Трудно представить, что она ничего этого не видела своими глазами. Ни украинских закатов, ни стай птиц над весенними молодыми деревьями, ни белых мазанок под соломенной потемневшей крышей и резвящихся жеребят у лесного озера… Всё наполнено личным чувством художника. Цвет выглядит акварельным. Жанровые сценки из запорожской жизни далеки от сочных гоголевских описаний. Но в них есть особое обаяние искренности. Молодые запорожцы резвятся словно под звуки лютни, что составила часть романтической композиции на титульном листе вместе с казацкой трубкой и саблей. Тарас Бульба, данный портретно, на всю страницу, величествен и прост в своём величии. В нём внутренняя сила. На его могучей фигуре белеет нечто в виде пушистой меховой дохи. На голове – такая же пушистая белая меховая шапка и белые опущенные книзу усы (как у казака в репинском полотне «Запорожцы пишут письмо турецкому султану»)… Глаз коня – за его спиной. Сказочный герой… Сказочна во французском издании и его гибель на костре, описание её у Гоголя забыть нельзя со школьных лет, как и грандиозный монументальный образ Тараса, созданный Евгением Кибриком. «…А уж огонь подымался над костром, захватывая его ноги, и разостлался пламенем под деревом… Да разве найдутся на свете такие муки и такая сила, которая бы пересилила русскую силу!» Здесь эту роль выполняют композиционное решение и цвет. Пламенеющее старое, корявое дерево, к нему прикован Бульба, его тяжёлая фигура у подножия в красном, с распахнутыми руками, небо, охваченное сполохами огня, жалкие силуэты врагов.

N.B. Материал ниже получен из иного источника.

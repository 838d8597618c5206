mod palette;
mod utils;

use eframe::egui::epaint::CircleShape;
use eframe::egui::{Align2, Color32, FontId, Painter, Pos2, Rect, Shape, Stroke};

use crate::camera::Camera;
use crate::model::DependencyGraph;
use crate::util::truncate_label;
use crate::view_state::ViewState;

pub use palette::{NodeColors, Palette, PaletteKind};

use self::utils::{
    arrowhead, blend_color, dim_color, draw_background, edge_end, glow_mesh, self_loop, with_alpha,
};

pub const NODE_RADIUS: f32 = 20.0;
pub const ENLARGED_NODE_RADIUS: f32 = 25.0;
pub const GLOW_RADIUS_RATIO: f32 = 1.8;
pub const ARROW_SIZE: f32 = 8.0;
const LABEL_FONT_SIZE: f32 = 11.0;
const MIN_LABEL_FONT_SIZE: f32 = 4.0;

const EDGE_WIDTH: f32 = 1.5;
const EMPHASIZED_EDGE_WIDTH: f32 = 2.5;
const EDGE_ALPHA: f32 = 0.6;
const DIMMED_EDGE_ALPHA: f32 = 0.25;

/// Text drawn centered on a node, in world coordinates.
#[derive(Clone, Debug, PartialEq)]
pub struct NodeLabel {
    pub text: String,
    pub position: Pos2,
    pub color: Color32,
}

/// One frame of the graph in world coordinates, ready to be painted under any camera.
#[derive(Clone, Debug, Default)]
pub struct Scene {
    /// Line and arrowhead for every drawable edge, painted first.
    pub edges: Vec<Shape>,
    /// Glow halos and node circles, painted over the edges.
    pub nodes: Vec<Shape>,
    pub labels: Vec<NodeLabel>,
}

impl Scene {
    pub fn is_empty(&self) -> bool {
        self.edges.is_empty() && self.nodes.is_empty() && self.labels.is_empty()
    }
}

pub fn node_radius(state: &ViewState, index: usize) -> f32 {
    if state.is_enlarged(index) {
        ENLARGED_NODE_RADIUS
    } else {
        NODE_RADIUS
    }
}

/// Builds the frame for `graph` at `positions` (parallel to the node list).
///
/// Nodes without a position are skipped along with their edges. When a
/// selection or highlight set exists, edges outside it are dimmed and nodes
/// outside it are faded; nothing is hidden.
pub fn build_scene(
    graph: &DependencyGraph,
    positions: &[Pos2],
    state: &ViewState,
    palette: &Palette,
) -> Scene {
    let mut scene = Scene::default();
    let focus = state.has_focus();

    for (edge, &(source, target)) in graph.edges().iter().zip(graph.links()) {
        let (Some(&start), Some(&end)) = (positions.get(source), positions.get(target)) else {
            continue;
        };
        let base = palette.edge_color(edge.kind);
        let (width, color) = if state.is_edge_emphasized(source, target) {
            (EMPHASIZED_EDGE_WIDTH, base)
        } else if focus {
            (EDGE_WIDTH, with_alpha(base, DIMMED_EDGE_ALPHA))
        } else {
            (EDGE_WIDTH, with_alpha(base, EDGE_ALPHA))
        };

        let target_radius = node_radius(state, target);
        if source == target {
            let (points, head) = self_loop(start, target_radius, ARROW_SIZE);
            scene.edges.push(Shape::line(points, Stroke::new(width, color)));
            scene
                .edges
                .push(Shape::convex_polygon(head.to_vec(), color, Stroke::NONE));
            continue;
        }

        scene.edges.push(Shape::line_segment(
            [start, edge_end(start, end, target_radius, ARROW_SIZE)],
            Stroke::new(width, color),
        ));
        if let Some(points) = arrowhead(start, end, target_radius, ARROW_SIZE) {
            scene
                .edges
                .push(Shape::convex_polygon(points.to_vec(), color, Stroke::NONE));
        }
    }

    for (index, node) in graph.nodes().iter().enumerate() {
        let Some(&position) = positions.get(index) else {
            continue;
        };

        let colors = palette.node_colors(node.kind);
        let hovered_or_selected = state.is_enlarged(index);
        let highlighted = state.is_highlighted(index);
        let radius = node_radius(state, index);

        if hovered_or_selected || highlighted {
            let glow = blend_color(colors.fill, Color32::WHITE, 0.15);
            scene.nodes.push(Shape::mesh(glow_mesh(
                position,
                radius * GLOW_RADIUS_RATIO,
                with_alpha(glow, 0.55),
            )));
        }

        let (fill, stroke) = if hovered_or_selected {
            (colors.fill, Stroke::new(3.0, palette.focus_stroke))
        } else if highlighted || !focus {
            (colors.fill, Stroke::new(2.0, colors.stroke))
        } else {
            (dim_color(colors.fill, 0.55), Stroke::new(2.0, dim_color(colors.stroke, 0.55)))
        };

        let mut circle = CircleShape::filled(position, radius, fill);
        circle.stroke = stroke;
        scene.nodes.push(Shape::Circle(circle));

        scene.labels.push(NodeLabel {
            text: truncate_label(&node.label).into_owned(),
            position,
            color: palette.label,
        });
    }

    scene
}

/// Paints `scene` into `rect` under `camera`, background grid first.
///
/// The camera transform is applied to copies of the shapes, so the painter
/// itself is left untouched for whatever is drawn after the canvas.
pub fn paint(painter: &Painter, rect: Rect, scene: &Scene, camera: &Camera, palette: &Palette) {
    let transform = camera.to_transform(rect.min);
    draw_background(
        painter,
        rect,
        transform * Pos2::ZERO,
        camera.scale,
        palette.background,
        palette.grid,
    );

    let shapes = scene.edges.iter().chain(&scene.nodes).cloned().map(|mut shape| {
        shape.transform(transform);
        shape
    });
    painter.extend(shapes);

    let font_size = LABEL_FONT_SIZE * camera.scale;
    if font_size < MIN_LABEL_FONT_SIZE {
        return;
    }
    for label in &scene.labels {
        painter.text(
            transform * label.position,
            Align2::CENTER_CENTER,
            &label.text,
            FontId::proportional(font_size),
            label.color,
        );
    }
}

«Моя мать работала в книжной иллюстрации самостоятельно, чтобы иметь возможность оплачивать счета. Мать была так же талантлива, как отец. Они влияли друг на друга, и иногда работы моей матери принимали за работы Алексеева… у неё было значительно лучшее чувство цвета, чем у отца, который ощущал себя в цвете довольно неуверенно. Ей не хватало его дисциплинированности».

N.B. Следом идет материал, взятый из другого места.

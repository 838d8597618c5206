use eframe::egui::{self, Align, Color32, Layout, RichText, Ui};

use super::super::ViewModel;

const WARNING_COLOR: Color32 = Color32::from_rgb(246, 206, 104);
const ERROR_COLOR: Color32 = Color32::from_rgb(241, 106, 94);

fn percent(ratio: Option<f32>) -> String {
    ratio.map_or_else(|| "n/a".to_owned(), |ratio| format!("{:.0}%", ratio * 100.0))
}

impl ViewModel {
    pub(in crate::app) fn draw_top_bar(
        &mut self,
        ui: &mut Ui,
        source: &str,
        reload_requested: &mut bool,
        is_reloading: bool,
    ) {
        let stats = &self.payload.stats;

        ui.horizontal(|ui| {
            ui.heading("depscope");
            ui.separator();
            ui.label(format!("source: {source}"));
            ui.label(format!("nodes: {}", stats.total_nodes));
            ui.label(format!("edges: {}", stats.total_edges));
            ui.label(format!(
                "files {}  functions {}  classes {}  imports {}  external {}",
                stats.files, stats.functions, stats.classes, stats.imports, stats.external_nodes
            ))
            .on_hover_text(
                stats
                    .edge_types
                    .iter()
                    .map(|(relation, count)| format!("{relation}: {count}"))
                    .collect::<Vec<_>>()
                    .join("\n"),
            );

            let reload_button = ui.add_enabled(!is_reloading, egui::Button::new("Reload"));
            if reload_button.clicked() {
                *reload_requested = true;
            }
            if is_reloading {
                ui.spinner();
            }

            ui.with_layout(Layout::right_to_left(Align::Center), |ui| {
                if let Some(node) = &self.hovered {
                    ui.label(format!("hover: {} ({})", node.label, node.kind.label()))
                        .on_hover_text(node.id.as_str());
                    ui.separator();
                }
                ui.label(format!(
                    "visible: {} nodes / {} edges",
                    self.summary.visible_nodes, self.summary.visible_edges
                ))
                .on_hover_text(format!(
                    "projected: {} nodes / {} edges",
                    self.summary.projected_nodes, self.summary.projected_edges
                ));
                if let Some(coverage) = self.payload.coverage {
                    ui.label(format!(
                        "coverage: entities {}  relationships {}",
                        percent(coverage.entity_ratio()),
                        percent(coverage.relationship_ratio())
                    ));
                }
            });
        });

        if stats.truncated {
            ui.label(
                RichText::new("Graph truncated by the analysis backend: showing a partial graph.")
                    .color(WARNING_COLOR),
            );
        }

        let mut dismiss = false;
        if let Some(error) = &self.reload_error {
            ui.horizontal(|ui| {
                ui.label(
                    RichText::new(format!("Reload failed, showing the previous graph: {error}"))
                        .color(ERROR_COLOR),
                );
                dismiss = ui.small_button("Dismiss").clicked();
            });
        }
        if dismiss {
            self.reload_error = None;
        }
    }
}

Александра занималась в отсутствие Алексеева не только книгой. Неугомонный Этьен как-то привёз небольшую труппу «чернокожих американских» актёров, и они по субботам и воскресеньям репетировали экзотический музыкальный спектакль, показанный потом в каком-то небольшом парижском театре. Негритянское искусство в Европе уже вошло в моду. Мало того, Александра вместе с Этьеном поставила необычный спектакль с индонезийскими марионетками, привезёнными с острова Ява нидерландским писателем Шарлем дю Перроном, ставшим другом семьи Алексеевых. Как пишет Светлана, высокие деревянные куклы были окрашены в чёрный цвет и одеты в восхитительные костюмы. В парижской студии Этьена построена сцена с задником, повешен чёрный занавес. Заиграла незнакомая музыка, видимо, исполнявшаяся «чернокожими американцами». Александра и Этьен исчезли за занавесом. Светлана стояла за кулисами и передавала в руки матери марионеток. «Представление имело колоссальный успех у известных и неизвестных художников и интеллектуалов».

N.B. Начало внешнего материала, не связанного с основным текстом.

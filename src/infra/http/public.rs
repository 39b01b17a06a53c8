use axum::{Router, middleware};

use crate::cache::{CacheState, response_cache_layer};

use super::{middleware::log_responses, upstream::{UpstreamClient, proxy_to_upstream}};

/// Every public path is proxied to the origin behind the page cache.
pub fn build_router(cache: CacheState, upstream: UpstreamClient) -> Router {
    Router::new()
        .fallback(proxy_to_upstream)
        .with_state(upstream)
        .layer(middleware::from_fn_with_state(cache, response_cache_layer))
        .layer(middleware::from_fn(log_responses))
}
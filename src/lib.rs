//! Blobcache: a full-page HTTP response cache backed by blob storage.

pub mod application;
pub mod cache;
pub mod config;
pub mod infra;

Лечение Александра Александровича в санатории подходило к концу. Сохранилось его письмо к Супо, написанное апрельским вечером 1930 года: «Самое ценное для меня в данный момент – умение отдыхать. Вы, наверное, не представляете себе, дорогой мой Филипп, насколько здоровье и возможность располагать собой важны для человека. Мне хорошо работается; мой прогресс, в определённом смысле, внутренний. Сейчас я менее тревожен… Время нестабильно. Возможно, я вернусь дней через двадцать – тридцать… И, может быть, сумею принести вам немного спокойствия – того спокойствия, которого я так вам желаю… Я занимаюсь живописью. После лета мне кажется, я не особенно продвинулся, но я много работаю… Думаю, стану художником месяцев через двадцать, пока я не умею писать красками. Но, быть может, я сделаю приятные открытия ещё в Камбо».